When it began covering the beatnik phenomenon, the mainstream press invaded the beats’ personal space, and such space was crucial to a countercultural figure like my dad. All of a sudden his favorite hangout was overrun by tourists who wanted a look at a real “beatnik.” San Francisco became a magnet, meanwhile, for kids who wanted to join the beatnik revolution, as well as for reporters, who commented on, made demands of, and then took the piss out of a group of people who were uncomfortable in the media glare in the first place. Kerouac, for example, had a tough time going from beat writer to very famous person. It didn’t gel with his sense of culture, nor did he want to be spotlighted in such a way.
Allen Ginsberg, on the other hand, was a natural for the media. He was extremely articulate, and he was comfortable with the press and how it worked. But to my dad or someone like Kerouac, fame was a depressing process. By no means did Wallace have “Jack Kerouac” fame, but even a touch of it drove him batty. Wallace in a sense aspired to be invisible. He didn’t want to destroy mainstream culture, but he preferred to live in its margins. My dad refused to conform his particular taste or art to another’s standard, and he needed distance to work, to view, and to comment, in his way, on a world that he was both part of and alien to.
The New York Post sent a journalist by the name of Al Aronowitz to San Francisco to write a series of articles on the Beat Generation. More likely, his assignment was to expose the inner workings of a beatnik and his or hers world. Aronowitz did his research well, for he had already interviewed Jack Kerouac, Neal Cassidy, and, of course, Allen Ginsberg.
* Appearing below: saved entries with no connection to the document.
use anyapi_core::{
    AjaxExtractor, Build, CombinedFacadeFactory, CsvDialect, CsvExtractor, Extractor,
    FacadeFactory, FactoryBuilder, HtmlExtractor, IndexOfExtractor, JsonExtractor,
    ObjectifyExtractor, Query, QuerySpec, RegexExtractor, RegexFlags, XmlExtractor, YamlExtractor,
};
use anyhow::{Context, bail};
use serde::{Deserialize, Serialize};
use std::path::{Path, PathBuf};
use std::sync::Arc;
use tracing::{debug, info};

/// Fields every single-format definition accepts.
#[derive(Debug, Deserialize, Serialize, Clone, Default)]
pub struct Common {
    /// Ancestor layers, most-base first, merged before `settings`.
    #[serde(default, skip_serializing_if = "Vec::is_empty")]
    pub extends: Vec<QuerySpec>,
    #[serde(default)]
    pub settings: QuerySpec,
    #[serde(default)]
    pub strip: bool,
}

impl Common {
    /// The effective spec after folding `extends` and `settings`.
    #[must_use]
    pub fn spec(&self) -> QuerySpec {
        QuerySpec::layered(
            self.extends
                .iter()
                .cloned()
                .chain(std::iter::once(self.settings.clone())),
        )
    }

    fn build<E: Extractor>(&self, builder: FactoryBuilder<E>) -> anyhow::Result<Arc<dyn Build>> {
        let factory = builder
            .settings(self.spec())
            .strip(self.strip)
            .build()?;
        debug!(attributes = ?factory.attributes(), "built factory from definition");
        Ok(Arc::new(factory))
    }
}

#[derive(Debug, Deserialize, Serialize, Clone, Copy, Default, PartialEq, Eq)]
#[serde(rename_all = "snake_case")]
pub enum NestedFormat {
    #[default]
    Html,
    Xml,
}

#[derive(Debug, Deserialize, Serialize, Clone, Copy, PartialEq, Eq)]
#[serde(rename_all = "snake_case")]
pub enum RegexFlag {
    IgnoreCase,
    Multiline,
    Dotall,
    Verbose,
}

impl From<RegexFlag> for RegexFlags {
    fn from(flag: RegexFlag) -> Self {
        match flag {
            RegexFlag::IgnoreCase => Self::IGNORE_CASE,
            RegexFlag::Multiline => Self::MULTILINE,
            RegexFlag::Dotall => Self::DOTALL,
            RegexFlag::Verbose => Self::VERBOSE,
        }
    }
}

#[derive(Debug, Deserialize, Serialize, Clone, PartialEq, Eq)]
#[serde(default)]
pub struct DialectConfig {
    pub delimiter: char,
    pub quote: char,
    pub double_quote: bool,
    #[serde(skip_serializing_if = "Option::is_none")]
    pub escape: Option<char>,
    pub trim: bool,
}

impl Default for DialectConfig {
    fn default() -> Self {
        Self {
            delimiter: ',',
            quote: '"',
            double_quote: true,
            escape: None,
            trim: false,
        }
    }
}

fn ascii_byte(field: &str, c: char) -> anyhow::Result<u8> {
    if !c.is_ascii() {
        bail!("CSV {field} must be a single ASCII character, got {c:?}");
    }
    Ok(u8::try_from(c)?)
}

impl TryFrom<&DialectConfig> for CsvDialect {
    type Error = anyhow::Error;

    fn try_from(config: &DialectConfig) -> anyhow::Result<Self> {
        Ok(Self {
            delimiter: ascii_byte("delimiter", config.delimiter)?,
            quote: ascii_byte("quote", config.quote)?,
            double_quote: config.double_quote,
            escape: config
                .escape
                .map(|c| ascii_byte("escape", c))
                .transpose()?,
            trim: config.trim,
        })
    }
}

/// A facade definition as written in a JSON or YAML file.
#[derive(Debug, Deserialize, Serialize, Clone)]
#[serde(tag = "format", rename_all = "snake_case")]
pub enum FacadeConfig {
    Html(Common),
    Xml(Common),
    Objectify(Common),
    Json(Common),
    Yaml(Common),
    Ajax {
        #[serde(flatten)]
        common: Common,
        #[serde(default)]
        nested: NestedFormat,
    },
    Regex {
        #[serde(flatten)]
        common: Common,
        #[serde(default, skip_serializing_if = "Vec::is_empty")]
        flags: Vec<RegexFlag>,
    },
    Csv {
        #[serde(flatten)]
        common: Common,
        #[serde(default)]
        dialect: DialectConfig,
    },
    IndexOf(Common),
    /// Earlier parts take precedence.
    Combined { parts: Vec<FacadeConfig> },
}

/// Serialization used for a definition file.
#[derive(Debug, Clone, Copy, PartialEq, Eq)]
pub enum DefinitionFormat {
    Json,
    Yaml,
}

impl DefinitionFormat {
    pub fn from_path(path: &Path) -> anyhow::Result<Self> {
        match path.extension().and_then(|ext| ext.to_str()) {
            Some("json") => Ok(Self::Json),
            Some("yaml" | "yml") => Ok(Self::Yaml),
            _ => bail!(
                "Unsupported definition file: {}. Use a .json, .yaml or .yml extension.",
                path.display()
            ),
        }
    }
}

/// `~/anyapi`, where definitions are looked up when not found as given.
pub fn default_dir() -> anyhow::Result<PathBuf> {
    Ok(dirs::home_dir()
        .ok_or_else(|| anyhow::anyhow!("Cannot find home directory"))?
        .join("anyapi"))
}

pub fn ensure_default_dir() -> anyhow::Result<PathBuf> {
    let dir = default_dir()?;
    std::fs::create_dir_all(&dir)?;
    Ok(dir)
}

impl FacadeConfig {
    /// Resolve a definition path: as given if it exists, otherwise relative
    /// to [`default_dir`].
    pub fn locate(path: &Path) -> anyhow::Result<PathBuf> {
        if path.exists() || path.is_absolute() {
            return Ok(path.to_path_buf());
        }
        let fallback = default_dir()?.join(path);
        if fallback.exists() {
            Ok(fallback)
        } else {
            Ok(path.to_path_buf())
        }
    }

    pub fn load(path: &Path) -> anyhow::Result<Self> {
        let path = Self::locate(path)?;
        if !path.exists() {
            bail!(
                "Definition file not found at: {}. Please run 'anyapi init' to create one.",
                path.display()
            );
        }

        let format = DefinitionFormat::from_path(&path)?;
        let content = std::fs::read_to_string(&path)
            .with_context(|| format!("Failed to read definition: {}", path.display()))?;
        let config = Self::from_str_with(format, &content)
            .with_context(|| format!("Invalid definition: {}", path.display()))?;

        info!("Loaded definition from: {}", path.display());
        Ok(config)
    }

    pub fn from_str_with(format: DefinitionFormat, text: &str) -> anyhow::Result<Self> {
        let config = match format {
            DefinitionFormat::Json => serde_json::from_str(text)?,
            DefinitionFormat::Yaml => serde_yaml::from_str(text)?,
        };
        Ok(config)
    }

    pub fn to_string_with(&self, format: DefinitionFormat) -> anyhow::Result<String> {
        let text = match format {
            DefinitionFormat::Json => serde_json::to_string_pretty(self)?,
            DefinitionFormat::Yaml => serde_yaml::to_string(self)?,
        };
        Ok(text)
    }

    /// Short name of the definition's format.
    #[must_use]
    pub const fn format(&self) -> &'static str {
        match self {
            Self::Html(_) => "html",
            Self::Xml(_) => "xml",
            Self::Objectify(_) => "objectify",
            Self::Json(_) => "json",
            Self::Yaml(_) => "yaml",
            Self::Ajax { .. } => "ajax",
            Self::Regex { .. } => "regex",
            Self::Csv { .. } => "csv",
            Self::IndexOf(_) => "index_of",
            Self::Combined { .. } => "combined",
        }
    }

    /// Compile the definition into a factory. Invalid queries are reported
    /// here, before any content is read.
    pub fn build(&self) -> anyhow::Result<Arc<dyn Build>> {
        let factory = match self {
            Self::Html(common) => common.build(FacadeFactory::builder(HtmlExtractor)),
            Self::Xml(common) => common.build(FacadeFactory::builder(XmlExtractor)),
            Self::Objectify(common) => common.build(FacadeFactory::builder(ObjectifyExtractor)),
            Self::Json(common) => common.build(FacadeFactory::builder(JsonExtractor)),
            Self::Yaml(common) => common.build(FacadeFactory::builder(YamlExtractor)),
            Self::Ajax { common, nested } => match nested {
                NestedFormat::Html => common.build(FacadeFactory::builder(
                    AjaxExtractor::with_nested(HtmlExtractor),
                )),
                NestedFormat::Xml => common.build(FacadeFactory::builder(
                    AjaxExtractor::with_nested(XmlExtractor),
                )),
            },
            Self::Regex { common, flags } => {
                let flags = flags
                    .iter()
                    .fold(RegexFlags::NONE, |all, flag| all | RegexFlags::from(*flag));
                common.build(FacadeFactory::builder(RegexExtractor::new(flags)))
            }
            Self::Csv { common, dialect } => {
                let dialect = CsvDialect::try_from(dialect)?;
                common.build(FacadeFactory::builder(CsvExtractor::new(dialect)))
            }
            Self::IndexOf(common) => common.build(FacadeFactory::builder(IndexOfExtractor)),
            Self::Combined { parts } => {
                if parts.is_empty() {
                    bail!("A combined definition needs at least one part");
                }
                let parts = parts
                    .iter()
                    .map(Self::build)
                    .collect::<anyhow::Result<Vec<_>>>()?;
                Ok(Arc::new(CombinedFacadeFactory::from_parts(parts)) as Arc<dyn Build>)
            }
        };
        factory.with_context(|| format!("Failed to build {} definition", self.format()))
    }

    /// A starter definition: JSON answers first, HTML as fallback.
    #[must_use]
    pub fn template() -> Self {
        let json = Common {
            settings: [("title", "title"), ("first_tag", "tags > 0")]
                .into_iter()
                .collect(),
            ..Common::default()
        };
        let html = Common {
            settings: [
                ("title", Query::from("string(//title)")),
                ("links", Query::structured("//a", Some("@href"))),
            ]
            .into_iter()
            .collect(),
            strip: true,
            ..Common::default()
        };
        Self::Combined {
            parts: vec![Self::Json(json), Self::Html(html)],
        }
    }

    /// Write [`Self::template`] to `path`, serialized by its extension.
    pub fn create_template(path: &Path) -> anyhow::Result<()> {
        if path.exists() {
            bail!(
                "Definition file already exists at: {}. Please edit it directly.",
                path.display()
            );
        }
        let format = DefinitionFormat::from_path(path)?;
        if let Some(parent) = path.parent().filter(|parent| !parent.as_os_str().is_empty()) {
            std::fs::create_dir_all(parent)?;
        }
        std::fs::write(path, Self::template().to_string_with(format)?)?;
        info!("Created definition at: {}", path.display());
        Ok(())
    }
}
Wallace, for some odd and now forgotten reason, agreed to be interviewed for the Post, but immediately regretted it. The interview took place that afternoon, and by the evening Wallace had arranged to get his friend Artie Richard to help him get the tape back so they could destroy it. They found Aronowitz in his motel room with the audio tape. There and then, my dad destroyed the tape in front of Aronowitz. The thing is, Wallace also destroyed the interview with Kerouac and Cassidy, which was also on the tape. This, one would think, exterminate the relationship between these two men. But Wallace and Al became friends, and later, in the 1960s, Aronowitz became famous for introducing Bob Dylan to the Beatles, as well as turning on the Fab Four to marijuana.
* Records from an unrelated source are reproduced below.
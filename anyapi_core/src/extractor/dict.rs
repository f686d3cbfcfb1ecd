//! Dict-path lookups over decoded JSON and YAML.
//!
//! A path is a list of segments joined by `" > "`:
//!
//! ```json
//! { "external_id": "container > id" }
//! ```
//!
//! gets `"123"` from `{"container": {"id": "123"}}`. Segments into a mapping
//! are keys; anything else is indexed by integer (negative counts from the
//! end). Traversal stops and hands back the current value as soon as it is
//! falsy.

use serde_json::Value;

use super::{Extractor, Source};
use crate::error::{Error, Result};
use crate::extraction::{Extraction, maybe_strip, resolve_index, truthy};
use crate::query::{DICT_LOOKUP, Query};

/// A parsed `a > b > 0` path.
#[derive(Debug, Clone, PartialEq, Eq)]
pub struct DictPath {
    source: String,
    segments: Vec<String>,
}

impl DictPath {
    #[must_use]
    pub fn new(path: &str) -> Self {
        Self {
            source: path.to_string(),
            segments: path
                .split(DICT_LOOKUP)
                .map(|segment| segment.trim().to_string())
                .collect(),
        }
    }

    /// The path exactly as written.
    #[must_use]
    pub fn as_str(&self) -> &str {
        &self.source
    }

    #[must_use]
    pub fn walk(&self, target: &Value) -> Extraction {
        walk(target, &self.segments)
    }
}

fn walk(target: &Value, segments: &[String]) -> Extraction {
    let Some((segment, rest)) = segments.split_first() else {
        return Extraction::Found(target.clone());
    };
    if !truthy(target) {
        return Extraction::Found(target.clone());
    }

    match target {
        Value::Object(map) => map
            .get(segment)
            .map_or(Extraction::Empty, |next| walk(next, rest)),
        Value::Array(items) => index(segment, items.len())
            .map_or(Extraction::Empty, |i| walk(&items[i], rest)),
        Value::String(text) => {
            let chars: Vec<char> = text.chars().collect();
            index(segment, chars.len()).map_or(Extraction::Empty, |i| {
                walk(&Value::String(chars[i].to_string()), rest)
            })
        }
        _ => Extraction::Empty,
    }
}

fn index(segment: &str, len: usize) -> Option<usize> {
    resolve_index(segment.parse().ok()?, len)
}

/// Items a children query maps over: sequence elements, mapping keys or
/// string characters.
fn elements(value: Value) -> Option<Vec<Value>> {
    match value {
        Value::Array(items) => Some(items),
        Value::Object(map) => Some(map.into_iter().map(|(key, _)| Value::String(key)).collect()),
        Value::String(text) => Some(
            text.chars()
                .map(|c| Value::String(c.to_string()))
                .collect(),
        ),
        _ => None,
    }
}

/// Apply `children` to every element of a structured base result.
/// Falsy per-element results become `null`.
pub(crate) fn map_children(
    base: Extraction,
    children: &DictPath,
    strip: bool,
) -> Extraction {
    let Extraction::Found(value) = base else {
        return Extraction::Empty;
    };
    if !truthy(&value) {
        return Extraction::Empty;
    }
    let Some(items) = elements(value) else {
        return Extraction::Empty;
    };

    let mapped = items
        .iter()
        .map(|item| match children.walk(item) {
            Extraction::Found(found) if truthy(&found) => maybe_strip(found, strip),
            _ => Value::Null,
        })
        .collect();
    Extraction::Found(Value::Array(mapped))
}

/// A compiled dict-path query.
#[derive(Debug, Clone)]
pub struct DictQuery {
    base: DictPath,
    children: Option<DictPath>,
}

impl DictQuery {
    #[must_use]
    pub fn new(query: &Query) -> Self {
        Self {
            base: DictPath::new(query.base()),
            children: query.children().map(DictPath::new),
        }
    }

    fn evaluate(&self, data: &Value, strip: bool) -> Extraction {
        let base = self.base.walk(data);
        match &self.children {
            Some(children) => map_children(base, children, strip),
            None => base,
        }
    }
}

/// JSON content.
#[derive(Debug, Clone, Copy, Default)]
pub struct JsonExtractor;

impl Extractor for JsonExtractor {
    type Parsed = Value;
    type Compiled = DictQuery;

    fn format(&self) -> &'static str {
        "json"
    }

    fn compile(&self, query: &Query) -> Result<DictQuery> {
        Ok(DictQuery::new(query))
    }

    fn parse(&self, content: &str) -> Result<Value> {
        serde_json::from_str(content).map_err(|err| {
            tracing::debug!(%err, "json rejected");
            Error::parse(self.format(), "JSON data can not be parsed.", content)
        })
    }

    fn evaluate(&self, source: &Source<'_, Value>, query: &DictQuery) -> Extraction {
        query.evaluate(source.parsed, source.strip)
    }
}

/// YAML content, decoded into the same value model as JSON.
#[derive(Debug, Clone, Copy, Default)]
pub struct YamlExtractor;

impl Extractor for YamlExtractor {
    type Parsed = Value;
    type Compiled = DictQuery;

    fn format(&self) -> &'static str {
        "yaml"
    }

    fn compile(&self, query: &Query) -> Result<DictQuery> {
        Ok(DictQuery::new(query))
    }

    fn parse(&self, content: &str) -> Result<Value> {
        serde_yaml::from_str(content).map_err(|err| {
            tracing::debug!(%err, "yaml rejected");
            Error::parse(self.format(), "YAML data can not be parsed.", content)
        })
    }

    fn evaluate(&self, source: &Source<'_, Value>, query: &DictQuery) -> Extraction {
        query.evaluate(source.parsed, source.strip)
    }
}

#[cfg(test)]
mod tests {
    use super::*;
    use serde_json::json;

    fn get(path: &str, data: &Value) -> Extraction {
        DictPath::new(path).walk(data)
    }

    #[test]
    fn nested_key_lookup() {
        let data = json!({"container": {"id": "123"}});
        assert_eq!(get("container > id", &data), Extraction::Found(json!("123")));
    }

    #[test]
    fn segments_are_trimmed() {
        let data = json!({"container": [10, 20]});
        assert_eq!(get("container >  1 ", &data), Extraction::Found(json!(20)));
    }

    #[test]
    fn missing_key_and_bad_index_are_empty() {
        let data = json!({"container": {"fail": [1]}});
        assert_eq!(get("container > nope", &data), Extraction::Empty);
        assert_eq!(get("container > fail > 1", &data), Extraction::Empty);
        assert_eq!(get("container > fail > x", &data), Extraction::Empty);
        assert_eq!(get("container > fail > 0 > 0", &data), Extraction::Empty);
    }

    #[test]
    fn negative_index_and_string_indexing() {
        let data = json!({"items": ["ab", "cd"]});
        assert_eq!(get("items > -1", &data), Extraction::Found(json!("cd")));
        assert_eq!(get("items > 0 > 1", &data), Extraction::Found(json!("b")));
    }

    #[test]
    fn falsy_intermediate_short_circuits() {
        let data = json!({"count": 0, "list": [], "none": null});
        assert_eq!(get("count > anything", &data), Extraction::Found(json!(0)));
        assert_eq!(get("list > 0", &data), Extraction::Found(json!([])));
        assert_eq!(get("none > deeper", &data), Extraction::Found(Value::Null));
        assert_eq!(get("a", &json!({})), Extraction::Found(json!({})));
    }

    #[test]
    fn children_map_over_elements() {
        let data = json!({"container": [["a", "b"], ["c"], [], "xy"]});
        let query = DictQuery::new(&Query::structured("container", Some("0")));
        assert_eq!(
            query.evaluate(&data, false),
            Extraction::Found(json!(["a", "c", null, "x"]))
        );
    }

    #[test]
    fn children_over_empty_base_is_empty() {
        let data = json!({"container": []});
        let query = DictQuery::new(&Query::structured("container", Some("0")));
        assert_eq!(query.evaluate(&data, false), Extraction::Empty);

        let missing = DictQuery::new(&Query::structured("nope", Some("0")));
        assert_eq!(missing.evaluate(&data, false), Extraction::Empty);
    }

    #[test]
    fn structured_without_children_returns_base_as_is() {
        let data = json!({"container": []});
        let query = DictQuery::new(&Query::structured("container", None));
        assert_eq!(query.evaluate(&data, false), Extraction::Found(json!([])));
    }

    #[test]
    fn children_strip_each_element() {
        let data = json!({"rows": [{"name": " a "}, {"name": "b "}]});
        let query = DictQuery::new(&Query::structured("rows", Some("name")));
        assert_eq!(query.evaluate(&data, true), Extraction::Found(json!(["a", "b"])));
    }

    #[test]
    fn yaml_decodes_into_the_same_model() {
        let parsed = YamlExtractor.parse("container:\n  test: value\n").unwrap();
        assert_eq!(parsed, json!({"container": {"test": "value"}}));
    }

    #[test]
    fn invalid_json_is_a_parse_error() {
        let err = JsonExtractor.parse("not json").unwrap_err();
        match err {
            Error::Parse { format, content, .. } => {
                assert_eq!(format, "json");
                assert_eq!(content, "not json");
            }
            other => panic!("unexpected error: {other:?}"),
        }
    }
}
At the same time there was a growing drug problem on Scott Street. Speed was the narcotic of choice for the upstairs residents, which would have been perfectly OK if it hadn’t attracted undercover narcotic officers to the household. My father, being naturally paranoid, was alarmed when a stranger came to the house—especially if he were a friend of John Wieners. My dad was convinced John only picked up men who were undercover cops. Due to this fear and the depressing drug scene on the premises, Wallace decided to move the family to the idyllic community of Larkspur, north of San Francisco.